-- Directions --
Report, in full, each line of the material below in which the string "NewPlayer" occurs.

━━━ Records supplied ━━━

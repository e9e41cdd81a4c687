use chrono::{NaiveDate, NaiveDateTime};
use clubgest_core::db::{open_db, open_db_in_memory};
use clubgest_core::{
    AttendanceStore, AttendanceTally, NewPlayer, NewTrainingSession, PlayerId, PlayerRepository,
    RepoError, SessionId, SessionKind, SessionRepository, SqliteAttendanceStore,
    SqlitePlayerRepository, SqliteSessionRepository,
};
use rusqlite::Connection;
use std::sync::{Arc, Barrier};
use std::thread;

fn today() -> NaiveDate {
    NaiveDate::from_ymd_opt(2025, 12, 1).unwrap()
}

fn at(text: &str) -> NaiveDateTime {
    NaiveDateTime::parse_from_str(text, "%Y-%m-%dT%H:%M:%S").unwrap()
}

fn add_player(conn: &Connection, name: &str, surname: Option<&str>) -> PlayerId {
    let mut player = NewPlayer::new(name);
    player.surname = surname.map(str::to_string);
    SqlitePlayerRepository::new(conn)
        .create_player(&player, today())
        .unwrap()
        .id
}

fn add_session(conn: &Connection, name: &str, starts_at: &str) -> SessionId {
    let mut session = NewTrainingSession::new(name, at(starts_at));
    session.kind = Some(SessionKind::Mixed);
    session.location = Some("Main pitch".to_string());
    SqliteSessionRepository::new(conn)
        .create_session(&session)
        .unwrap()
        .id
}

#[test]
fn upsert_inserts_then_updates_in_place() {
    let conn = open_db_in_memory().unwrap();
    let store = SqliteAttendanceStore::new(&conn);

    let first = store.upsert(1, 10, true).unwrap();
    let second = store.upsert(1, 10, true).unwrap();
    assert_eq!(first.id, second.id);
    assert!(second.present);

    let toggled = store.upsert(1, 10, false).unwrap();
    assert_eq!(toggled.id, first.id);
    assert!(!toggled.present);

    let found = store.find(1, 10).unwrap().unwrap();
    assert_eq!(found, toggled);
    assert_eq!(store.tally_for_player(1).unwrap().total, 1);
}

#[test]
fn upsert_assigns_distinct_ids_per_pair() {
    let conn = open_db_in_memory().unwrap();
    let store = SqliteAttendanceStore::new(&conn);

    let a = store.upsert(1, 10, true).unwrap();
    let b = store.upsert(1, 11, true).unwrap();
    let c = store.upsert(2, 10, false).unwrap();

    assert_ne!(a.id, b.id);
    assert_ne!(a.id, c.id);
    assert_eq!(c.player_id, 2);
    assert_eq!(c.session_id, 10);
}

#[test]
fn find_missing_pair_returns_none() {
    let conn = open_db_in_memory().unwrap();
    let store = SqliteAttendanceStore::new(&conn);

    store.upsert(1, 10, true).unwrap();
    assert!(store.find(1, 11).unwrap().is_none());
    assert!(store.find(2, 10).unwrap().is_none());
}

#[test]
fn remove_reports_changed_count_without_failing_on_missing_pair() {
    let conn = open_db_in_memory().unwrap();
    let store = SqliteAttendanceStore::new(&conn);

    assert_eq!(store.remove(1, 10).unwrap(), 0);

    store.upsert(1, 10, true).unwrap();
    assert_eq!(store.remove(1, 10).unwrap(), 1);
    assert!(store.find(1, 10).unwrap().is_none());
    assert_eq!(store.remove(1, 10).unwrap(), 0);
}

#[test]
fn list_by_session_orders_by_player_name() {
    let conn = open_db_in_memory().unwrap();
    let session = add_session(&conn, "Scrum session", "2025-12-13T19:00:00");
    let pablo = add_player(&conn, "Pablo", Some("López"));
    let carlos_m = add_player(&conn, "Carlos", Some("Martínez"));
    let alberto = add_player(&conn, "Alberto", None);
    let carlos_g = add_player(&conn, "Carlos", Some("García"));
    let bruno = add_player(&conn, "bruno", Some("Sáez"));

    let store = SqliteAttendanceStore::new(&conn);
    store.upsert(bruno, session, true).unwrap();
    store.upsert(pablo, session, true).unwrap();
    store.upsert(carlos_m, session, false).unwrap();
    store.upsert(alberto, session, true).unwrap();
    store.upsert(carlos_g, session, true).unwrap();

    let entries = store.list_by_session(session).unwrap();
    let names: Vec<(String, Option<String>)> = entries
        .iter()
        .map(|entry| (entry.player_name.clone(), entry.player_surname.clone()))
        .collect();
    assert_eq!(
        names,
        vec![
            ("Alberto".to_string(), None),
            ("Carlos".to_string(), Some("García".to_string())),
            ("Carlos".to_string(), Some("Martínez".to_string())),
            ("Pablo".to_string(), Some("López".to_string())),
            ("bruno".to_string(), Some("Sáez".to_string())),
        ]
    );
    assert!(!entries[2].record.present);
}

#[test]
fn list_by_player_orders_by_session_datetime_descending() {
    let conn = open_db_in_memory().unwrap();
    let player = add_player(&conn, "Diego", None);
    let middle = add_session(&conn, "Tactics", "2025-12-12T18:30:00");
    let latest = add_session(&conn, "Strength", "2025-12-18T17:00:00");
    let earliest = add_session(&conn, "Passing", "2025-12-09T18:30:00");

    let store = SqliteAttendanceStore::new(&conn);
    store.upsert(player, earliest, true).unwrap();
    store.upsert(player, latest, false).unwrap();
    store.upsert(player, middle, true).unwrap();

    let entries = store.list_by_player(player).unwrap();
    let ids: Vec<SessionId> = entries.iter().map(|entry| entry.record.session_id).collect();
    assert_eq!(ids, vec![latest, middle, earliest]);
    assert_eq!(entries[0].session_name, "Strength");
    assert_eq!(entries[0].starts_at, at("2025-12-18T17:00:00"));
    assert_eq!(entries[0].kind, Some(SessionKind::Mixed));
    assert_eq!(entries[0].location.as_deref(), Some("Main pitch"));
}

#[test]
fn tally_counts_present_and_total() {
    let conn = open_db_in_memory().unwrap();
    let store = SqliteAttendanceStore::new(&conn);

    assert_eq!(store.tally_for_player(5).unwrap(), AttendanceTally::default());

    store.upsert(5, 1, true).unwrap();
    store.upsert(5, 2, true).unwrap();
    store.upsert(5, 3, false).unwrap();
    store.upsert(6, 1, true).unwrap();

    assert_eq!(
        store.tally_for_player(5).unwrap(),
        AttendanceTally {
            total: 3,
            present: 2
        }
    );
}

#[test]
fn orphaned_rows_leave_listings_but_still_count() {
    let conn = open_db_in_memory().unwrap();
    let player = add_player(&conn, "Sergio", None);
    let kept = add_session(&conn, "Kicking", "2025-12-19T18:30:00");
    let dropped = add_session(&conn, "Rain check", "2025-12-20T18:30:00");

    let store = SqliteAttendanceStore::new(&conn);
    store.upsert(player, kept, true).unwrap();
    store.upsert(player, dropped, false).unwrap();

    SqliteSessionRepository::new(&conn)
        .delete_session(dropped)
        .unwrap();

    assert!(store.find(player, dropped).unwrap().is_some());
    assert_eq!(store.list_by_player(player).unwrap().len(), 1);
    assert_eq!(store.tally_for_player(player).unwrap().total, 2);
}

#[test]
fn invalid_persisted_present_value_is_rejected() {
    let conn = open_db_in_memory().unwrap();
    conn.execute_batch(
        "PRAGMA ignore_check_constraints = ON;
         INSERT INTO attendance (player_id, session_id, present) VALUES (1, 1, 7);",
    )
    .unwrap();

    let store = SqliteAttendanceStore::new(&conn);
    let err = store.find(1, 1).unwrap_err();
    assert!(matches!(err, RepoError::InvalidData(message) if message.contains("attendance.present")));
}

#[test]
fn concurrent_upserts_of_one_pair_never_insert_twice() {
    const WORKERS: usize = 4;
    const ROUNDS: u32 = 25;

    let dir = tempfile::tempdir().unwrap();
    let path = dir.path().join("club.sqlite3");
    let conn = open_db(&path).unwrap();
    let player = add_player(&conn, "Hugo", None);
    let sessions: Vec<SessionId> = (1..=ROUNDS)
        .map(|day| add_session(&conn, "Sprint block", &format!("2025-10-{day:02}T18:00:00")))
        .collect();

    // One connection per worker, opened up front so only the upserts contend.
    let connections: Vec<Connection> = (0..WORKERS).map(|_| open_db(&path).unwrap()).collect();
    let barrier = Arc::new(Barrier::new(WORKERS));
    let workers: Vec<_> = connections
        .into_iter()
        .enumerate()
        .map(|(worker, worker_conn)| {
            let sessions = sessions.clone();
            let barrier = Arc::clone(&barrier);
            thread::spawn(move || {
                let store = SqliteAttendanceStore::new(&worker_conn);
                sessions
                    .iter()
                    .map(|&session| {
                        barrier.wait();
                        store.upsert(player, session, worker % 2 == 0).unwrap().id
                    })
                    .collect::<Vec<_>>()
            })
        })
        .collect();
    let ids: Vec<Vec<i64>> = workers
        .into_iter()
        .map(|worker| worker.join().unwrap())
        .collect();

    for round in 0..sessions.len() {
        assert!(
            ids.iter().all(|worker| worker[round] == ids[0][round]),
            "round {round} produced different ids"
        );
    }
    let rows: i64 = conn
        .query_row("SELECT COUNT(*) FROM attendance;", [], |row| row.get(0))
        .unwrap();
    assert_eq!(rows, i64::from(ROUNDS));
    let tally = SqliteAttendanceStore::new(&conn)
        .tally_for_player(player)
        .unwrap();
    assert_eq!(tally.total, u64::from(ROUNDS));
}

━━━

-- Exercise solution --
    AttendanceStore, AttendanceTally, NewPlayer, NewTrainingSession, PlayerId, PlayerRepository,
    let mut player = NewPlayer::new(name);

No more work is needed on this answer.